2015/01/25 by Michael Cole Leave a Comment

Sasseur Art Commercial Plaza

Sasseur Art Commercial Plaza is one of Sasseur’s projects in Chongqing

China’s tigers and flies may be hiding their Gucci bags and Prada purses in the closet this year, but an investment fund belonging to one of the world’s largest luxury purveyors is betting $100 million that demand for logos and fine leather will rebound soon.

According to an article this week in the Wall Street Journal, L Capital Asia, a Singapore-based fund manager backed by LVMH Moët Hennessy Louis Vuitton SA is putting its money into Sasseur Cayman Holding Ltd, a Chinese developer of outlet malls which now has four such projects selling discounted luxury items in China.

The investment by L Capital is a bet that outlet malls, long a staple of cost-conscious shoppers in the US, but only recently introduced to China, will catch on with the country’s famously label-driven consumers. However, the private equity firm and its partners will face stiff competition from other outlet developers on the mainland.

Planning for 20 New Malls

Sasseur opened its first mall in Chongqing in 2008, and armed with its new funding plans to add four more outlets this year. Within the next five years the developer is targetting 20 shopping centres nationwide.

Florentia Village

Florentia Village in Wuqing, near Tianjin

Many analysts fear that China’s cities may be on their way to an oversupply of mall space and that developers may have overshot consumer demand. Dalian Wanda alone has opened more than 100 shopping centres in the last ten years, but recently announced plans to close or restructure at least 30 of its department stores.

According to a 2014 survey by Knight Frank, due in part to an anti-corruption drive by China’s government, most luxury retailers missed their targets for store expansions in 2013, and anecdotal reports since then have been increasingly negative regarding demand for luxury items.

However, Sasseur and L Capital are betting that outlets offering big brands at deep discounts will be the exception to the luxury rule.

“Outlet malls are countercyclical,” Sasseur’s founder and chairman Vito Xu was quoted as saying in the Journal account. “When retail sales fall, there is more excess inventory that needs to be cleared and more demand for bargain shopping.”

Sasseur Set to Compete with International Outlet Developers

While Sasseur is able to boast of strong performance for its malls to date, saying that sales have increased 30 percent per year since it opened in 2008, international developers are also busy building suburban shopping temples for luxury lovers.
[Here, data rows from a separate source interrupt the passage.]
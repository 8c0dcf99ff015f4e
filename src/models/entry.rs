use std::fmt;

use chrono::{DateTime, Utc};
use serde::{Deserialize, Serialize};
use serde_json::Value;

const CONTENT_TYPE_TEXT: &str = "text";
const CONTENT_TYPE_TOOL_USE: &str = "tool_use";

/// Kind of a JSONL record.
///
/// Known record types get their own variant; anything else is kept verbatim in [`EntryType::Other`]
/// so that unfamiliar records still count as entries.
#[derive(Debug, Clone, PartialEq, Eq, Hash, Serialize, Deserialize)]
#[serde(from = "String", into = "String")]
pub enum EntryType {
    User,
    Assistant,
    System,
    ToolResult,
    QueueOperation,
    Summary,
    FileHistorySnapshot,
    Other(String),
}

impl EntryType {
    pub fn as_str(&self) -> &str {
        match self {
            EntryType::User => "user",
            EntryType::Assistant => "assistant",
            EntryType::System => "system",
            EntryType::ToolResult => "tool_result",
            EntryType::QueueOperation => "queue-operation",
            EntryType::Summary => "summary",
            EntryType::FileHistorySnapshot => "file-history-snapshot",
            EntryType::Other(name) => name,
        }
    }

    /// Parse a user-supplied type name (case-insensitive).
    pub fn parse(name: &str) -> Self {
        EntryType::from(name.trim().to_lowercase())
    }
}

impl From<String> for EntryType {
    fn from(value: String) -> Self {
        match value.as_str() {
            "user" => EntryType::User,
            "assistant" => EntryType::Assistant,
            "system" => EntryType::System,
            "tool_result" => EntryType::ToolResult,
            "queue-operation" => EntryType::QueueOperation,
            "summary" => EntryType::Summary,
            "file-history-snapshot" => EntryType::FileHistorySnapshot,
            _ => EntryType::Other(value),
        }
    }
}

impl From<EntryType> for String {
    fn from(value: EntryType) -> Self {
        match value {
            EntryType::Other(name) => name,
            known => known.as_str().to_string(),
        }
    }
}

impl fmt::Display for EntryType {
    fn fmt(&self, f: &mut fmt::Formatter<'_>) -> fmt::Result {
        f.write_str(self.as_str())
    }
}

/// One block of a structured message payload (text, tool_use, tool_result, thinking, ...).
#[derive(Debug, Clone, Default, PartialEq, Serialize, Deserialize)]
pub struct MessageContent {
    #[serde(rename = "type", default)]
    pub content_type: String,
    #[serde(default, skip_serializing_if = "Option::is_none")]
    pub text: Option<String>,
    #[serde(default, skip_serializing_if = "Option::is_none")]
    pub id: Option<String>,
    #[serde(default, skip_serializing_if = "Option::is_none")]
    pub name: Option<String>,
    #[serde(default, skip_serializing_if = "Option::is_none")]
    pub input: Option<Value>,
    #[serde(default, skip_serializing_if = "Option::is_none")]
    pub tool_use_id: Option<String>,
    #[serde(default, skip_serializing_if = "Option::is_none")]
    pub content: Option<Value>,
    #[serde(default, skip_serializing_if = "Option::is_none")]
    pub is_error: Option<bool>,
}

/// A tool invocation embedded in an entry's message.
#[derive(Debug, Clone, PartialEq, Serialize)]
pub struct ToolUse {
    pub id: String,
    pub name: String,
    pub input: Value,
}

impl ToolUse {
    /// Compact JSON rendering of the input, the form tool-input patterns are matched against.
    pub fn serialized_input(&self) -> String {
        self.input.to_string()
    }
}

/// One JSONL record from a session or agent file.
#[derive(Debug, Clone, PartialEq, Serialize, Deserialize)]
#[serde(rename_all = "camelCase")]
pub struct ConversationEntry {
    #[serde(default, deserialize_with = "crate::parsers::deserializers::deserialize_null_default")]
    pub uuid: String,
    #[serde(default, deserialize_with = "crate::parsers::deserializers::deserialize_null_default")]
    pub session_id: String,
    #[serde(
        default,
        skip_serializing_if = "String::is_empty",
        deserialize_with = "crate::parsers::deserializers::deserialize_null_default"
    )]
    pub agent_id: String,
    #[serde(default, deserialize_with = "crate::parsers::deserializers::deserialize_null_default")]
    pub is_sidechain: bool,
    #[serde(rename = "type")]
    pub entry_type: EntryType,
    #[serde(default, skip_serializing_if = "Option::is_none")]
    pub parent_uuid: Option<String>,
    #[serde(default, deserialize_with = "crate::parsers::deserializers::deserialize_timestamp")]
    pub timestamp: String,
    #[serde(default, skip_serializing_if = "Option::is_none")]
    pub message: Option<Value>,
}

impl ConversationEntry {
    /// Parsed timestamp, or `None` when the record carries no valid RFC 3339 instant.
    pub fn parsed_timestamp(&self) -> Option<DateTime<Utc>> {
        DateTime::parse_from_rfc3339(&self.timestamp).ok().map(|ts| ts.with_timezone(&Utc))
    }

    pub fn is_user(&self) -> bool {
        self.entry_type == EntryType::User
    }

    pub fn is_assistant(&self) -> bool {
        self.entry_type == EntryType::Assistant
    }

    /// True for user and assistant records, the ones that make up an actual conversation.
    pub fn is_conversation(&self) -> bool {
        self.is_user() || self.is_assistant()
    }

    /// Content blocks of the message payload.
    ///
    /// Accepts a `{role, content}` envelope or a bare payload; content may be a plain string,
    /// an array of blocks, or a single block object. Blocks that don't decode are dropped.
    pub fn content_blocks(&self) -> Vec<MessageContent> {
        let Some(message) = &self.message else {
            return Vec::new();
        };

        let content = match message.get("content") {
            Some(inner) if !inner.is_null() => inner,
            _ => message,
        };

        match content {
            Value::String(text) => vec![MessageContent {
                content_type: CONTENT_TYPE_TEXT.to_string(),
                text: Some(text.clone()),
                ..MessageContent::default()
            }],
            Value::Array(items) => items
                .iter()
                .filter_map(|item| serde_json::from_value::<MessageContent>(item.clone()).ok())
                .collect(),
            Value::Object(_) => {
                serde_json::from_value::<MessageContent>(content.clone()).into_iter().collect()
            }
            _ => Vec::new(),
        }
    }

    /// Plain text of the message, text blocks joined by newlines.
    pub fn text_content(&self) -> String {
        let parts: Vec<String> = self
            .content_blocks()
            .into_iter()
            .filter(|c| c.content_type == CONTENT_TYPE_TEXT || c.content_type.is_empty())
            .filter_map(|c| c.text)
            .filter(|t| !t.is_empty())
            .collect();
        parts.join("\n")
    }

    /// Tool invocations embedded in the message, in payload order.
    pub fn tool_uses(&self) -> Vec<ToolUse> {
        self.content_blocks()
            .into_iter()
            .filter(|c| c.content_type == CONTENT_TYPE_TOOL_USE)
            .map(|c| ToolUse {
                id: c.id.unwrap_or_default(),
                name: c.name.unwrap_or_default(),
                input: c.input.unwrap_or(Value::Null),
            })
            .collect()
    }

    /// Case-insensitive check for a tool invocation with the given name.
    pub fn has_tool_call(&self, tool_name: &str) -> bool {
        let wanted = tool_name.to_lowercase();
        self.tool_uses().iter().any(|tool| tool.name.to_lowercase() == wanted)
    }
}
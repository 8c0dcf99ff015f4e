use std::fs::File;
use std::io::{BufRead, BufReader};
use std::path::{Path, PathBuf};

use tracing::debug;

use crate::error::{HistoryError, Result};
use crate::models::ConversationEntry;

/// What to do with a line that isn't a decodable entry.
#[derive(Debug, Clone, Copy, PartialEq, Eq, Default)]
pub enum MalformedPolicy {
    /// Stop and report the first malformed line.
    Strict,
    /// Log the line and keep going.
    #[default]
    Skip,
}

/// Returned by a scan callback to continue or halt the scan.
#[derive(Debug, Clone, Copy, PartialEq, Eq)]
pub enum ScanControl {
    Continue,
    Stop,
}

/// How a scan ended. A caller-requested halt is not an error.
#[derive(Debug, Clone, Copy, PartialEq, Eq)]
pub enum ScanOutcome {
    Completed { visited: usize },
    Stopped { visited: usize },
}

impl ScanOutcome {
    pub fn visited(&self) -> usize {
        match *self {
            ScanOutcome::Completed { visited } | ScanOutcome::Stopped { visited } => visited,
        }
    }

    pub fn was_stopped(&self) -> bool {
        matches!(self, ScanOutcome::Stopped { .. })
    }
}

/// Lazy, single-pass sequence of entries read from one JSONL file.
///
/// Lines are decoded from raw bytes, so a line that isn't valid UTF-8 is a malformed record like
/// any other. Blank lines are ignored. After the first error the stream is exhausted and the
/// file handle has been released.
pub struct EntryStream {
    path: PathBuf,
    reader: Option<BufReader<File>>,
    buf: Vec<u8>,
    line_num: usize,
    policy: MalformedPolicy,
    skipped: usize,
}

impl EntryStream {
    pub fn open(path: &Path, policy: MalformedPolicy) -> Result<Self> {
        let file = File::open(path).map_err(|e| HistoryError::io(path, e))?;
        Ok(Self {
            path: path.to_path_buf(),
            reader: Some(BufReader::new(file)),
            buf: Vec::new(),
            line_num: 0,
            policy,
            skipped: 0,
        })
    }

    pub fn path(&self) -> &Path {
        &self.path
    }

    /// Lines dropped so far under [`MalformedPolicy::Skip`].
    pub fn skipped(&self) -> usize {
        self.skipped
    }

    fn fail(&mut self, err: HistoryError) -> Option<Result<ConversationEntry>> {
        self.reader = None;
        Some(Err(err))
    }
}

impl Iterator for EntryStream {
    type Item = Result<ConversationEntry>;

    fn next(&mut self) -> Option<Self::Item> {
        loop {
            self.buf.clear();
            let read = self.reader.as_mut()?.read_until(b'\n', &mut self.buf);
            match read {
                Ok(0) => {
                    self.reader = None;
                    return None;
                }
                Ok(_) => {}
                Err(e) => {
                    let err = HistoryError::io(&self.path, e);
                    return self.fail(err);
                }
            }
            self.line_num += 1;

            if self.buf.iter().all(u8::is_ascii_whitespace) {
                continue;
            }

            match serde_json::from_slice::<ConversationEntry>(&self.buf) {
                Ok(entry) => return Some(Ok(entry)),
                Err(source) => match self.policy {
                    MalformedPolicy::Strict => {
                        let err = HistoryError::MalformedRecord {
                            path: self.path.clone(),
                            line: self.line_num,
                            source,
                        };
                        return self.fail(err);
                    }
                    MalformedPolicy::Skip => {
                        debug!(
                            path = %self.path.display(),
                            line = self.line_num,
                            error = %source,
                            "Skipping malformed line"
                        );
                        self.skipped += 1;
                    }
                },
            }
        }
    }
}

/// Read every entry of a file, in file order.
///
/// Under [`MalformedPolicy::Strict`] this fails as a whole on the first bad line.
pub fn read_entries(path: &Path, policy: MalformedPolicy) -> Result<Vec<ConversationEntry>> {
    let mut stream = EntryStream::open(path, policy)?;
    let entries = stream.by_ref().collect::<Result<Vec<_>>>()?;
    if stream.skipped() > 0 {
        debug!(
            path = %path.display(),
            entries = entries.len(),
            skipped = stream.skipped(),
            "Read entries with skipped lines"
        );
    }
    Ok(entries)
}

/// Visit entries one at a time until the file ends or `visit` returns [`ScanControl::Stop`].
///
/// The file is closed before this returns, whichever way the scan ended.
pub fn scan_entries<F>(path: &Path, policy: MalformedPolicy, mut visit: F) -> Result<ScanOutcome>
where
    F: FnMut(ConversationEntry) -> ScanControl,
{
    let stream = EntryStream::open(path, policy)?;
    let mut visited = 0;

    for entry in stream {
        visited += 1;
        if visit(entry?) == ScanControl::Stop {
            return Ok(ScanOutcome::Stopped { visited });
        }
    }

    Ok(ScanOutcome::Completed { visited })
}

/// Number of entries in a file.
pub fn count_entries(path: &Path, policy: MalformedPolicy) -> Result<usize> {
    scan_entries(path, policy, |_| ScanControl::Continue).map(|outcome| outcome.visited())
}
Value Retail's Suzhou Village

Value Retail’s Suzhou Village

US outlet developer Value Retail, which has developed and operates a chain of luxury outlet malls across Europe opened its first China shopping centre in Suzhou in April last year, and also has big plans for more malls in China.

Value Retail’s Shanghai outlet, located next to the city’s Disneyland resort, is expected to offer shoppers in China’s biggest city 50,000 square metres of discounted luxury brands when it opens in autumn this year, and the US company is targetting three more outlets in China within the next four years, with a total investment of around $450 million.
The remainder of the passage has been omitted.